Without thinking about it, without even remembering that he was meant to be hiding, Charlie lost his temper. He jumped up on to the window ledge and roared across the canal. He roared in Cat, but his accent was Lion. He roared threat and danger and warning to the bully cats. He roared that he had seen enough, that he would take no more, that they were to leave, NOW, and if they returned they would have him to deal with. In the silence of the Venetian midday, his roar was shattering.
The bully cats turned, and froze, and then like water drops from a circling hose they scattered and disappeared, terrified out of their wits by this roaring human Lion.
The fans of the Brown Angel woke with a start from their siestas, just in time to see the Brown Angel making like a mad devil in his window. ‘E’ l’ angelo!’ someone yelled. ‘Guardate! L’angelo!’ Look, the angel!
But before they could gather their wits, he was gone again. At the sight of them all goggling up at him, he had remembered that roaring out of windows was really not a sensible and discreet way for a boy to behave if he doesn’t want anyone to know where he is.

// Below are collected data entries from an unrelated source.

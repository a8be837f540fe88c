pub mod controller;
pub mod posture;
pub mod signals;
pub mod state;

pub use controller::{MonitorController, MonitorSnapshot};
pub use signals::{HrvMetrics, HrvStatus};
pub use state::{
    ExplicitProbabilities, MonitorCondition, MonitoringState, RespiratoryPattern,
    SignalProbabilities, SleepPosition,
};
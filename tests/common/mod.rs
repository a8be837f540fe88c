#![allow(dead_code)]

pub mod app;
pub mod http;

He squatted down under the window ledge, in the cool dark beside the wall, and cursed himself for being so wild.
After a moment, a mangy furry head poked through the old salty, rusty iron bars above him.
‘’Ello,’ said a rustly feline voice with a strong Wigan accent. ‘There you are. I’ve been lookin’ for yer, and then you apparate just at the right moment. That was excessively useful timing – thanks, mate. Can yer sew?’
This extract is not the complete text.